One of the first African-American women to gain a bachelor's degree in mathematics

Georgia Caldwell Smith (1909–1961) was one of the first African-American women to gain a bachelor's degree in mathematics. When she was 51, she earned a Ph.D. in mathematics, one of the earliest by an African-American woman, awarded posthumously in 1961. Smith was the head of the Department of Mathematics at Spelman College.

==Early life and education==
Smith was born in Atchison, Kansas on 28 August 1909, and attended segregated public schools. She gained her A.B. in 1928, and A.M. in 1929, both in mathematics from the University of Kansas. She gained a master's in mathematics from the University of Chicago in 1929. She was a member of Alpha Kappa Alpha sorority.

==Career==
Smith was an assistant professor of mathematics of the faculty of Spelman College from 1929 to 1938, and then at Lincoln University (Missouri) until 1943 and Alabama State College. She returned to Spelman in 1945 to take on the position of head of the Department of Mathematics.

Smith undertook further study at the University of Minnesota and University of Georgia, gaining a National Science Foundation fellowship to work on her doctorate. Smith completed her dissertation in 1960 at the University of Pittsburgh, titled Some results on the anti center of a group. Her supervisor was Norman Levine. Her thesis, in Group theory, was approved in January 1961; however, she died of cancer in May. She as awarded the Ph.D. posthumously in 1961.

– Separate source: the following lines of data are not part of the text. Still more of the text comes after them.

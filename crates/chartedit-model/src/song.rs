#![forbid(unsafe_code)]

//! Song-wide object stores: global events and the tempo map.

use crate::collection::SortedCollection;
use crate::entity::{Bpm, Entity, Event, Section, TimeSignature};

#[derive(Debug, Clone, Default)]
struct SongIndex {
    sections: Vec<usize>,
    events: Vec<usize>,
    bpms: Vec<usize>,
    time_signatures: Vec<usize>,
}

/// Sections, events, and sync track shared by every chart of a song.
///
/// Like [`Chart`](crate::Chart), typed accessors read a derived index that
/// is refreshed by [`rebuild_indices`](Self::rebuild_indices), and equality
/// compares the live collections only.
#[derive(Debug, Clone, Default)]
pub struct Song {
    pub(crate) events: SortedCollection,
    pub(crate) sync_track: SortedCollection,
    index: SongIndex,
    stale: bool,
}

impl PartialEq for Song {
    fn eq(&self, other: &Self) -> bool {
        self.events == other.events && self.sync_track == other.sync_track
    }
}

impl Eq for Song {}

impl Song {
    #[must_use]
    pub fn new() -> Self {
        Self::default()
    }

    #[must_use]
    pub fn events(&self) -> &SortedCollection {
        &self.events
    }

    #[must_use]
    pub fn sync_track(&self) -> &SortedCollection {
        &self.sync_track
    }

    #[must_use]
    pub fn is_stale(&self) -> bool {
        self.stale
    }

    pub(crate) fn mark_stale(&mut self) {
        self.stale = true;
    }

    pub fn rebuild_indices(&mut self) {
        let mut index = SongIndex::default();
        for (i, entity) in self.events.iter().enumerate() {
            match entity {
                Entity::Section(_) => index.sections.push(i),
                Entity::Event(_) => index.events.push(i),
                _ => {}
            }
        }
        for (i, entity) in self.sync_track.iter().enumerate() {
            match entity {
                Entity::Bpm(_) => index.bpms.push(i),
                Entity::TimeSignature(_) => index.time_signatures.push(i),
                _ => {}
            }
        }
        self.index = index;
        self.stale = false;
    }

    pub fn sections(&self) -> impl Iterator<Item = &Section> + '_ {
        self.index
            .sections
            .iter()
            .filter_map(|&i| match self.events.get(i) {
                Some(Entity::Section(s)) => Some(s),
                _ => None,
            })
    }

    pub fn global_events(&self) -> impl Iterator<Item = &Event> + '_ {
        self.index
            .events
            .iter()
            .filter_map(|&i| match self.events.get(i) {
                Some(Entity::Event(e)) => Some(e),
                _ => None,
            })
    }

    pub fn bpms(&self) -> impl Iterator<Item = &Bpm> + '_ {
        self.index
            .bpms
            .iter()
            .filter_map(|&i| match self.sync_track.get(i) {
                Some(Entity::Bpm(b)) => Some(b),
                _ => None,
            })
    }

    pub fn time_signatures(&self) -> impl Iterator<Item = &TimeSignature> + '_ {
        self.index
            .time_signatures
            .iter()
            .filter_map(|&i| match self.sync_track.get(i) {
                Some(Entity::TimeSignature(t)) => Some(t),
                _ => None,
            })
    }
}
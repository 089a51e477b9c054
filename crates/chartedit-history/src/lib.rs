#![forbid(unsafe_code)]

//! Undo/redo history for the chartedit chart editor.
//!
//! Every mutation of a [`Document`](chartedit_model::Document) is described by
//! an [`Action`] holding value snapshots of the entities it touched. One user
//! gesture becomes one [`ActionGroup`], which the [`Timeline`] records with
//! the session time it was inserted at. Undo and redo merge runs of groups
//! inserted close together, so a burst of small edits reverses as one step.
//!
//! # Architecture
//!
//! ```text
//! ┌──────────────────────────────────────────────────────────────┐
//! │                          Timeline                            │
//! │                                                              │
//! │   G0@0.00   G1@0.05   G2@1.30   G3@1.40   G4@4.00            │
//! │   ───────── done ─────────────────────┤  ├── redo-able ──    │
//! │                                   history_point              │
//! │                                                              │
//! │   undo(): revert G3, G2 (within window of G3)                │
//! │   redo(): replay G2, G3 (within window of G2)                │
//! └──────────────────────────────┬───────────────────────────────┘
//!                                │ &mut dyn EditorContext
//!                                ▼
//!   Document ── rebuild_indices ── Selection ── Viewport ── ViewScope
//! ```
//!
//! # Quick Start
//!
//! ```ignore
//! use chartedit_history::{EditorSession, GroupRecorder, HistoryConfig, Timeline};
//! use chartedit_model::{Document, Entity, Fret, Note};
//!
//! let mut session = EditorSession::new(Document::new());
//! let mut timeline = Timeline::new(HistoryConfig::default());
//!
//! let note = Entity::from(Note::new(192, Fret::Green));
//! session.document.insert(note.clone());
//! let mut rec = GroupRecorder::new().with_description("Place note");
//! rec.add(&note);
//! rec.commit(&mut timeline);
//!
//! assert!(timeline.undo(&mut session));
//! assert!(session.document.is_empty());
//! ```
//!
//! # Module Structure
//!
//! - [`action`]: invertible Add / Delete / Modify edits
//! - [`group`]: ordered, non-empty action batches
//! - [`timeline`]: the history cursor and window merge
//! - [`recorder`]: gesture-to-group builder
//! - [`context`]: editor state resynchronized after undo/redo
//! - [`clock`]: session clocks
//! - [`config`]: tunables, loadable from TOML/JSON with the `config` feature
//!
//! # Logging
//!
//! Timeline events are emitted with `tracing` under the `chartedit.history`
//! target. The crate never installs a subscriber.

pub mod action;
pub mod clock;
pub mod config;
pub mod context;
pub mod error;
pub mod group;
pub mod recorder;
pub mod timeline;

pub use action::{Action, ActionKind};
pub use clock::{Clock, ManualClock, SessionClock};
pub use config::{DEFAULT_ACTION_WINDOW_MS, HistoryConfig};
pub use context::{EditorContext, EditorSession, Selection, Tool, Viewport};
pub use error::{ConfigError, HistoryError, Result};
pub use group::ActionGroup;
pub use recorder::GroupRecorder;
pub use timeline::{StepReport, Timeline};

Professional memberships included the Mathematical Association of America and the American Mathematical Society, including participation in its 1948 meeting in New York. Smith was elected to Phi Beta Kappa and Pi Mu Epsilon.

==Personal life and death==
Smith was married to Dr. Barnett Frissell Smith, the head of Spelman's department of biology. They had a son, Barnett F. Smith Jr. She died on 6 May 1961, due to Cancer before her PhD was conferred posthumously in June.